This project contains code that trains several neural networks, with the end goal of defeating the training opponent in the real-time strategy game Clash Royale. The main reinforcement learning technique implemented in this project is Proximal-Policy-Optimization combined with multi-agent reinforcement learning and also makes use of both state abstraction and action-space factoring.
In this project, there are 3 agents that work together to interact with the environment. One chooses the cards, another chooses 1 of 48 tiles, and the last one chooses 1 of 9 tiles. Each of these 3 agents are comprised of an actor and critic and is trained using PPO.
At each timestep t, the current state of the game will be broken into 9 parts:
- An image of the top part of the field downscaled to 51x33
- An image of the bottom part of the field downscaled to 51x32
- 2 images, the left and right bridges respectively, both downscaled to 4x6
- An estimate of the current amount of elixir the player has (provided by another neural network).
- 4 one-hot encoded vectors, each corresponding to a card currently in the players hand.
these 9 parts are encoded by an autoencoder, which returns a single vector, which will then be given to each of the 3 agents.
At every timestep t, each of the 3 agent's actors will choose an action, these individual actions will be combined and a single action will be excecuted in the environment.
The agent which chooses the cards will return a softmax distribution, each probability cooresponding to a card currently available to the player.
In Clash Royale there are hundreds of locations in which a card can be placed, in order to reduce the amount of training time needed, this project splits the location in which the chosen card will be placed, into 2 parts, origin and shell.
In order for a tile to be considered an origin tile it must meet the following requirements:
- The tile is not on the edge of the grid
- The tile is not next to another origin tile
In order for a tile to be considered a shell tile it must be directly touching the side or corner of an origin tile
2 examples of the tile types are shown below, the origin tiles are marked in red, shell tiles are marked in white, other tiles are black and are not included in the action space.
The agent gets the following rewards:
- Step reward:
+1
- Win reward:
+300
- Loss reward:
-200
The rewards for crowns lost and crowns won follow the function below:
(4.9*log(4.8*(number of crowns player has won) + 0.75) + 1.4) - (4.9*log(4.8*(number of crowns player has lost) + 0.75) + 1.4)

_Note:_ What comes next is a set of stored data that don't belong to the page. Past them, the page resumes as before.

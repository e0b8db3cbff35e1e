//! The seam between the playback engine and whatever actually moves audio.
//!
//! The engine only ever talks to [`VoiceTransport`]; the production build
//! plugs in [`SongbirdTransport`](super::songbird_transport::SongbirdTransport),
//! tests plug in in-memory fakes.

use async_trait::async_trait;
use serenity::model::id::{ChannelId, GuildId};
use std::sync::Arc;
use tokio::sync::oneshot;

use crate::error::{StartError, TransportError};

/// Control surface of one started audio stream.
#[async_trait]
pub trait StreamControl: Send + Sync {
    /// True while audio is actually flowing (not paused, not finished).
    async fn is_active(&self) -> bool;

    async fn is_paused(&self) -> bool;

    /// Stops the stream. Calling it on a finished stream is harmless.
    async fn stop(&self);

    async fn pause(&self);

    async fn resume(&self);
}

/// A stream the transport accepted, plus its one-shot end notification.
///
/// The notification fires on normal end and on decode errors alike; a dropped
/// sender counts as "ended" too.
pub struct StartedStream {
    pub control: Arc<dyn StreamControl>,
    pub finished: oneshot::Receiver<()>,
}

impl StartedStream {
    pub fn new(control: Arc<dyn StreamControl>, finished: oneshot::Receiver<()>) -> Self {
        Self { control, finished }
    }
}

/// Per-guild voice session and stream operations.
#[cfg_attr(test, mockall::automock)]
#[async_trait]
pub trait VoiceTransport: Send + Sync {
    async fn join(
        &self,
        guild_id: GuildId,
        channel_id: ChannelId,
        self_deaf: bool,
    ) -> Result<(), TransportError>;

    async fn move_to(&self, guild_id: GuildId, channel_id: ChannelId) -> Result<(), TransportError>;

    async fn is_connected(&self, guild_id: GuildId) -> bool;

    async fn current_channel(&self, guild_id: GuildId) -> Option<ChannelId>;

    /// Nominal bitrate (bits per second) of the channel the session is in.
    async fn channel_bitrate(&self, guild_id: GuildId) -> Option<u32>;

    /// Compressed (Opus) path at `bitrate_kbps`, with `volume` applied at the
    /// encoder side.
    async fn start_primary(
        &self,
        guild_id: GuildId,
        locator: &str,
        bitrate_kbps: u32,
        volume: f32,
    ) -> Result<StartedStream, StartError>;

    /// Raw PCM path with a post-decode `gain`.
    async fn start_fallback(
        &self,
        guild_id: GuildId,
        locator: &str,
        gain: f32,
    ) -> Result<StartedStream, StartError>;

    async fn disconnect(&self, guild_id: GuildId) -> Result<(), TransportError>;
}
use anyhow::Result;
use serenity::{
    builder::{CreateCommand, CreateCommandOption},
    model::{application::CommandOptionType, id::GuildId},
    prelude::Context,
};

use crate::audio::engine::{MAX_VOLUME, MIN_VOLUME};

/// Every slash command the bot answers to.
pub fn all_commands() -> Vec<CreateCommand> {
    vec![
        join_command(),
        play_command(),
        queue_command(),
        skip_command(),
        stop_command(),
        pause_command(),
        resume_command(),
        volume_command(),
        ping_command(),
        help_command(),
    ]
}

/// Global registration; can take up to an hour to show up in clients.
pub async fn register_global_commands(ctx: &Context) -> Result<()> {
    for command in all_commands() {
        ctx.http.create_global_command(&command).await?;
    }
    Ok(())
}

/// Guild registration for development, visible immediately.
pub async fn register_guild_commands(ctx: &Context, guild_id: GuildId) -> Result<()> {
    guild_id.set_commands(&ctx.http, all_commands()).await?;
    Ok(())
}

fn join_command() -> CreateCommand {
    CreateCommand::new("join").description("Join your voice channel")
}

fn play_command() -> CreateCommand {
    CreateCommand::new("play")
        .description("Play a song from a URL or a search")
        .add_option(
            CreateCommandOption::new(CommandOptionType::String, "query", "URL or search terms")
                .required(true),
        )
}

fn queue_command() -> CreateCommand {
    CreateCommand::new("queue").description("Show what is playing and what comes next")
}

fn skip_command() -> CreateCommand {
    CreateCommand::new("skip").description("Skip the current song")
}

fn stop_command() -> CreateCommand {
    CreateCommand::new("stop").description("Stop playback, clear the queue and leave")
}

fn pause_command() -> CreateCommand {
    CreateCommand::new("pause").description("Pause the current song")
}

fn resume_command() -> CreateCommand {
    CreateCommand::new("resume").description("Resume a paused song")
}

fn volume_command() -> CreateCommand {
    CreateCommand::new("volume")
        .description("Set the volume for the next songs")
        .add_option(
            CreateCommandOption::new(CommandOptionType::Number, "level", "0.0 to 1.5")
                .min_number_value(MIN_VOLUME as f64)
                .max_number_value(MAX_VOLUME as f64)
                .required(true),
        )
}

fn ping_command() -> CreateCommand {
    CreateCommand::new("ping").description("Check that the bot is alive")
}

fn help_command() -> CreateCommand {
    CreateCommand::new("help").description("List the available commands")
}

#[cfg(test)]
mod tests {
    use super::*;

    #[test]
    fn registers_ten_commands() {
        assert_eq!(all_commands().len(), 10);
    }
}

This function gives the agents a larger reward the bigger the difference between the number of crowns the player has won and lost is, and results in a maximum reward of +15
and a minimum reward of -15
.
Overview:
State encoder:
- numpy v1.23.2
- pandas v1.4.3
- tensorflow v2.9.1
- keras v2.9.0
- cv2 v4.6.0
- PIL v9.2.0
- keyboard v0.13.5
- pywin32 v304
- pyautogui v0.9.53
- absl-py v1.2.0
1: Navigate to the Bluestacks website - https://www.bluestacks.com/
2: Download and follow the installation steps for Bluestacks 5
####Note: Bluestacks 10 will not work with this program
1: After launching the BlueStacks App Player, navigate to the play store
2: Once at the Play Store, search for and install Clash Royale
Before running the program, certain modifications must be made to the configuration of the BlueStacks App Player and game
Side Bar: Once the App Player has been launched a thin bar may be seen on the window's right side, this bar can be identified by the 2 arrows at the top of it make sure to collapse this bar by clicking the 2 arrows pointing left on the upper-right hand corner.
Deck: Make sure that the deck being used is the same as the one below
Window Size: This program works better with bigger window sizes, make sure it is enlarged to a reasonable size
Window Location: This program uses snapshots of the computers screen in order to get each frame of the game, please make sure the BlueStacks App Player window is completely visible
Go to MainLoop.py, sent the desired number of episodes, as well as the learn and train variables, and run.